Estaba la frontera llena de partidas realistas; en Irún era Aviraneta conocido y no le pareció muy prudente entrar por allá llevando papeles en la maleta. Así que, desde San Juan de Luz, a caballo, entró en España por Vera de Navarra.

La primera persona con quien se topó en Vera fué el teniente Leguía, que, según le dijo, iba a salir, a la mañana siguiente, camino de Elizondo con su tropa.

Fermín Leguía le habló de una cuenta pendiente que tenía con el prior del convento de capuchinos de Vera y con el párroco de la iglesia. Leguía estaba dispuesto a perseguirlos y a no dejarlos en paz hasta aplastarlos.

Fermín le dijo que por aquellos contornos se repetía, como un refrán, este dístico en vascuence:

Veraco, Fermín Leguía,

alderaco, contraco baño obía.

(Fermín Leguía, el de Vera, mejor para amigo que para enemigo.)

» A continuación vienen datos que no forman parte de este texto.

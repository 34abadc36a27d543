//! Word n-gram model and greedy generation.
//!
//! - Frequency tables over overlapping windows (`FrequencyTable`)
//! - Sorted vocabulary interning tokens in a fixed candidate order (`Vocabulary`)
//! - Add-one smoothed scoring (`FrequencyModel`)
//! - Greedy arg-max extension of a prefix (`SequenceGenerator`)
//! - Most frequent prefixes (`suggester`)
//! - A facade caching frequency tables per order over one corpus (`LanguageModel`)

/// N-gram counting over a token sequence.
///
/// Produces interned tuple → count tables, keeping first-seen order for ties.
pub mod frequency_table;

/// Distinct corpus tokens in lexicographic order, doubling as the token interner.
pub mod vocabulary;

/// Order-n and order-(n-1) counts plus the vocabulary.
///
/// Computes the smoothed score of a next word given its context.
pub mod frequency_model;

/// Greedy, deterministic sequence generation.
pub mod generator;

/// Most frequent (n-1)-grams rendered as prefix suggestions.
pub mod suggester;

/// Validated generation parameters and start seed strategy.
pub mod generation_input;

/// High-level facade over a corpus with a bounded per-order table cache.
pub mod language_model;
use std::fs;
use std::io;
use std::path::{Path, PathBuf};

/// Reads a corpus text file and returns its lines.
///
/// Invalid UTF-8 is replaced rather than rejected, corpora scraped from
/// older archives are rarely clean.
pub(crate) fn read_file<P: AsRef<Path>>(filename: P) -> io::Result<Vec<String>> {
	let bytes = fs::read(filename)?;
	Ok(String::from_utf8_lossy(&bytes).lines().map(str::to_owned).collect())
}

/// Path of the cache file sitting next to a corpus file.
///
/// Example:
/// `data/paradise.txt` + `"bin"` → `data/paradise.bin`
pub(crate) fn build_output_path<P: AsRef<Path>>(input_path: P, output_extension: &str) -> io::Result<PathBuf> {
	let input_path = input_path.as_ref();

	let parent = input_path.parent().unwrap_or_else(|| Path::new("."));
	let file_stem = input_path
		.file_stem()
		.ok_or_else(|| io::Error::new(io::ErrorKind::InvalidInput, "Corpus path has no filename"))?;

	let mut output = parent.join(file_stem);
	output.set_extension(output_extension);
	Ok(output)
}

/// Corpus name derived from its path (`./data/paradise.txt` → `paradise`).
pub(crate) fn get_filename<P: AsRef<Path>>(input_path: P) -> io::Result<String> {
	let stem = input_path
		.as_ref()
		.file_stem()
		.ok_or_else(|| io::Error::new(io::ErrorKind::InvalidInput, "Corpus path has no filename"))?;

	Ok(stem.to_string_lossy().to_string())
}
use std::collections::{HashMap, VecDeque};
use std::path::Path;
use std::sync::Arc;

use log::debug;

use super::frequency_model::FrequencyModel;
use super::frequency_table::FrequencyTable;
use super::generation_input::{GenerationInput, MAX_ORDER};
use super::generator::SequenceGenerator;
use super::suggester::top_prefixes;
use super::vocabulary::{TokenId, Vocabulary};
use crate::corpus::Corpus;
use crate::error::ModelError;

/// Number of frequency tables kept alive at once.
pub const MAX_CACHED_TABLES: usize = 8;

/// High-level entry point over one corpus.
///
/// # Responsibilities
/// - Own the (immutable, shared) corpus, interned once into token ids
/// - Count frequency tables on demand and keep the most recent ones
/// - Resolve start seeds, generate sequences and suggest prefixes
///
/// Tables are cached per order `k` and shared between models: the order-`n`
/// model reuses the order-`n-1` table of the suggestions for `n`, and so on.
/// Cached tables are identical to freshly counted ones since the corpus never
/// changes. At most `MAX_CACHED_TABLES` are kept, oldest evicted first.
#[derive(Debug)]
pub struct LanguageModel {
	corpus: Arc<Corpus>,
	vocabulary: Arc<Vocabulary>,
	ids: Vec<TokenId>,
	tables: HashMap<usize, Arc<FrequencyTable>>,
	insertion: VecDeque<usize>,
}

impl LanguageModel {
	/// Loads the corpus at `filepath` (see `Corpus::new`).
	pub fn new<P: AsRef<Path>>(filepath: P) -> Result<Self, ModelError> {
		Ok(Self::from_corpus(Arc::new(Corpus::new(filepath)?)))
	}

	/// Wraps an already loaded corpus.
	pub fn from_corpus(corpus: Arc<Corpus>) -> Self {
		let vocabulary = Arc::new(Vocabulary::new(corpus.tokens()));
		let ids = vocabulary.encode_corpus(corpus.tokens());
		debug!("Interned '{}': {} tokens, V = {}", corpus.name(), ids.len(), vocabulary.len());
		Self {
			corpus,
			vocabulary,
			ids,
			tables: HashMap::new(),
			insertion: VecDeque::new(),
		}
	}

	pub fn corpus(&self) -> &Arc<Corpus> {
		&self.corpus
	}

	/// Orders of the tables cached so far, ascending.
	#[cfg(test)]
	pub(crate) fn cached_orders(&self) -> Vec<usize> {
		let mut orders: Vec<usize> = self.tables.keys().copied().collect();
		orders.sort_unstable();
		orders
	}

	/// Returns the table of order `k`, counting it on first use.
	fn table(&mut self, k: usize) -> Result<Arc<FrequencyTable>, ModelError> {
		if let Some(table) = self.tables.get(&k) {
			debug!("Reusing {k}-gram table for '{}'", self.corpus.name());
			return Ok(Arc::clone(table));
		}

		let table = Arc::new(FrequencyTable::count_ids(&self.ids, k, Arc::clone(&self.vocabulary))?);
		if self.insertion.len() >= MAX_CACHED_TABLES {
			if let Some(oldest) = self.insertion.pop_front() {
				debug!("Evicting {oldest}-gram table for '{}'", self.corpus.name());
				self.tables.remove(&oldest);
			}
		}
		self.tables.insert(k, Arc::clone(&table));
		self.insertion.push_back(k);
		Ok(table)
	}

	/// Returns the model of order `n`, built from cached tables.
	///
	/// # Errors
	/// Returns `InvalidOrder` if `n` is outside `2..=MAX_ORDER`.
	pub fn frequency_model(&mut self, n: usize) -> Result<FrequencyModel, ModelError> {
		if !(2..=MAX_ORDER).contains(&n) {
			return Err(ModelError::InvalidOrder(n));
		}
		let context = self.table(n - 1)?;
		let full = self.table(n)?;
		FrequencyModel::from_tables(full, context)
	}

	/// Generates a sequence for `input`.
	///
	/// # Behavior
	/// - A custom seed must hold exactly `n-1` words.
	/// - A random seed is drawn from the corpus windows of size `n-1`.
	/// - When `length <= n` the seed is returned truncated and no table is counted.
	///
	/// # Errors
	/// - `InvalidPrefixLength` for a custom seed of the wrong size
	/// - `NoSeedAvailable` if a random seed is asked for a too short corpus
	pub fn generate(&mut self, input: &GenerationInput) -> Result<String, ModelError> {
		let n = input.n();
		let length = input.length();
		let prefix = match input.custom_words()? {
			Some(words) => words,
			None => self.random_prefix(n)?.split(' ').map(str::to_owned).collect(),
		};

		if length <= n {
			return Ok(prefix[..length.min(prefix.len())].join(" "));
		}

		let model = self.frequency_model(n)?;
		SequenceGenerator::new(&model).generate(&prefix, length)
	}

	/// The most frequent `n-1` word prefixes, at most ten.
	///
	/// Only the order-`n-1` table is counted. Empty for `n < 2`.
	///
	/// # Errors
	/// Returns `InvalidOrder` if `n > MAX_ORDER`.
	pub fn suggest_prefixes(&mut self, n: usize) -> Result<Vec<String>, ModelError> {
		if n < 2 {
			return Ok(Vec::new());
		}
		if n > MAX_ORDER {
			return Err(ModelError::InvalidOrder(n));
		}
		Ok(top_prefixes(&*self.table(n - 1)?))
	}

	/// A random `n-1` word window of the corpus.
	pub fn random_prefix(&self, n: usize) -> Result<String, ModelError> {
		self.corpus.random_prefix(n)
	}
}
use crate::error::ModelError;

/// Highest model order a request may ask for.
pub const MAX_ORDER: usize = 10;

/// Highest number of words a request may ask for.
pub const MAX_LENGTH: usize = 10_000;

/// Strategy used to pick the words generation starts from.
///
/// # Variants
/// - `Custom(String)`: the words typed by the user, split on whitespace.
///   Must hold exactly `n-1` words, so a blank prefix is rejected.
/// - `Random`: a random `n-1` word window of the corpus. Only chosen when
///   the caller leaves the prefix out altogether.
#[derive(Clone, Debug, PartialEq)]
pub enum StartSeed {
	Custom(String),
	Random,
}

impl StartSeed {
	/// Builds the seed from an optional raw prefix. `None` means `Random`.
	pub fn from_prefix(prefix: Option<&str>) -> Self {
		match prefix {
			Some(prefix) => StartSeed::Custom(prefix.trim().to_owned()),
			None => StartSeed::Random,
		}
	}
}

/// Validated parameters of a generation request.
///
/// Built at the boundary (HTML form, query string, command line) so the
/// generator itself only ever sees well-formed values.
///
/// # Invariants
/// - `2 <= n <= MAX_ORDER`
/// - `length <= MAX_LENGTH`
/// - A `Custom` seed is checked against `n - 1` when the request runs, since
///   a random seed always has the right size
#[derive(Clone, Debug, PartialEq)]
pub struct GenerationInput {
	/// Order of the model.
	n: usize,

	/// Where generation starts.
	pub start_seed: StartSeed,

	/// Total number of words wanted, prefix included.
	length: usize,
}

impl GenerationInput {
	/// Creates an input from already typed values.
	///
	/// # Errors
	/// - `InvalidOrder` if `n` is outside `2..=MAX_ORDER`
	/// - `LengthTooLarge` if `length > MAX_LENGTH`
	pub fn new(n: usize, start_seed: StartSeed, length: usize) -> Result<Self, ModelError> {
		let mut input = Self { n: 2, start_seed, length: 0 };
		input.set_n(n)?;
		input.set_length(length)?;
		Ok(input)
	}

	/// Parses the raw fields of a form or query string.
	///
	/// A missing prefix asks for a random seed. A present one, even blank,
	/// is taken as typed.
	///
	/// # Errors
	/// - `InvalidNumericInput` if `n` or `length` is not a non-negative integer
	/// - `InvalidOrder` / `LengthTooLarge` as in `new`
	pub fn parse(n: &str, prefix: Option<&str>, length: &str) -> Result<Self, ModelError> {
		let n = parse_field("n", n)?;
		let length = parse_field("length", length)?;
		Self::new(n, StartSeed::from_prefix(prefix), length)
	}

	/// Returns the model order.
	pub fn n(&self) -> usize {
		self.n
	}

	/// Sets the model order.
	///
	/// # Errors
	/// Returns `InvalidOrder` if `n` is outside `2..=MAX_ORDER`.
	pub fn set_n(&mut self, n: usize) -> Result<(), ModelError> {
		if !(2..=MAX_ORDER).contains(&n) {
			return Err(ModelError::InvalidOrder(n));
		}
		self.n = n;
		Ok(())
	}

	/// Returns the requested number of words.
	pub fn length(&self) -> usize {
		self.length
	}

	/// Sets the requested number of words.
	///
	/// # Errors
	/// Returns `LengthTooLarge` if `length > MAX_LENGTH`.
	pub fn set_length(&mut self, length: usize) -> Result<(), ModelError> {
		if length > MAX_LENGTH {
			return Err(ModelError::LengthTooLarge { max: MAX_LENGTH, got: length });
		}
		self.length = length;
		Ok(())
	}

	/// Words of a custom seed, checked against `n - 1`.
	///
	/// Returns `Ok(None)` for a random seed.
	///
	/// # Errors
	/// Returns `InvalidPrefixLength` if the custom prefix has the wrong size.
	pub fn custom_words(&self) -> Result<Option<Vec<String>>, ModelError> {
		match &self.start_seed {
			StartSeed::Random => Ok(None),
			StartSeed::Custom(prefix) => {
				let words: Vec<String> = prefix.split_whitespace().map(str::to_owned).collect();
				if words.len() != self.n - 1 {
					return Err(ModelError::InvalidPrefixLength { expected: self.n - 1, got: words.len() });
				}
				Ok(Some(words))
			}
		}
	}
}

/// Parses a non-negative integer field, surrounding spaces allowed.
pub fn parse_field(field: &'static str, value: &str) -> Result<usize, ModelError> {
	value
		.trim()
		.parse::<usize>()
		.map_err(|_| ModelError::InvalidNumericInput { field, value: value.to_owned() })
}

#[cfg(test)]
mod tests {
	use super::*;

	#[test]
	fn test_parse_valid_input() {
		let input = GenerationInput::parse(" 3", Some("of man"), "12 ").unwrap();
		assert_eq!(input.n(), 3);
		assert_eq!(input.length(), 12);
		assert_eq!(input.start_seed, StartSeed::Custom("of man".to_owned()));
		assert_eq!(input.custom_words().unwrap(), Some(vec!["of".to_owned(), "man".to_owned()]));
	}

	#[test]
	fn test_parse_missing_prefix_is_random() {
		let input = GenerationInput::parse("3", None, "5").unwrap();
		assert_eq!(input.start_seed, StartSeed::Random);
		assert_eq!(input.custom_words().unwrap(), None);
	}

	#[test]
	fn test_blank_prefix_is_rejected() {
		for prefix in ["", "   "] {
			let input = GenerationInput::parse("3", Some(prefix), "5").unwrap();
			assert_eq!(input.start_seed, StartSeed::Custom(String::new()));
			let err = input.custom_words().unwrap_err();
			assert!(matches!(err, ModelError::InvalidPrefixLength { expected: 2, got: 0 }));
			assert_eq!(err.user_message(), "Please enter exactly 2 words.");
		}
	}

	#[test]
	fn test_parse_invalid_numbers() {
		for (n, length, field) in [("abc", "5", "n"), ("3", "", "length"), ("-2", "5", "n"), ("3", "4.5", "length")] {
			match GenerationInput::parse(n, Some("a b"), length) {
				Err(ModelError::InvalidNumericInput { field: f, .. }) => assert_eq!(f, field),
				other => panic!("unexpected {other:?}"),
			}
		}
	}

	#[test]
	fn test_parse_order_out_of_range() {
		assert!(matches!(GenerationInput::parse("1", None, "5"), Err(ModelError::InvalidOrder(1))));
		assert!(matches!(GenerationInput::parse("11", None, "5"), Err(ModelError::InvalidOrder(11))));
		assert!(GenerationInput::parse("10", None, "5").is_ok());
	}

	#[test]
	fn test_parse_huge_length() {
		let result = GenerationInput::parse("3", Some("of man"), "18446744073709551615");
		assert!(matches!(result, Err(ModelError::LengthTooLarge { max: MAX_LENGTH, got: usize::MAX })));
		assert!(GenerationInput::parse("3", Some("of man"), "10000").is_ok());
	}

	#[test]
	fn test_custom_words_wrong_count() {
		let input = GenerationInput::parse("4", Some("of man"), "10").unwrap();
		let err = input.custom_words().unwrap_err();
		assert!(matches!(err, ModelError::InvalidPrefixLength { expected: 3, got: 2 }));
		assert_eq!(err.user_message(), "Please enter exactly 3 words.");
	}

	#[test]
	fn test_setters() {
		let mut input = GenerationInput::new(2, StartSeed::Random, 4).unwrap();
		assert!(input.set_n(0).is_err());
		assert!(input.set_n(MAX_ORDER + 1).is_err());
		assert_eq!(input.n(), 2);
		input.set_n(5).unwrap();
		assert_eq!(input.n(), 5);

		assert!(input.set_length(MAX_LENGTH + 1).is_err());
		assert_eq!(input.length(), 4);
	}
}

Fermín andaba con una partida de ciento sesenta hombres; ochenta de la cuarta compañía del batallón ligero de cazadores de Pamplona, cincuenta a sesenta de Hostalrich y Bailén y veintitantos del resguardo oficial.

Fermín recorría el Bidasoa y el Baztán; pensaba atacar a los absolutistas que se habían apoderado de Valcarlos, y pegar fuego el mejor día al convento de capuchinos de Vera, a la parroquia y hasta al pueblo.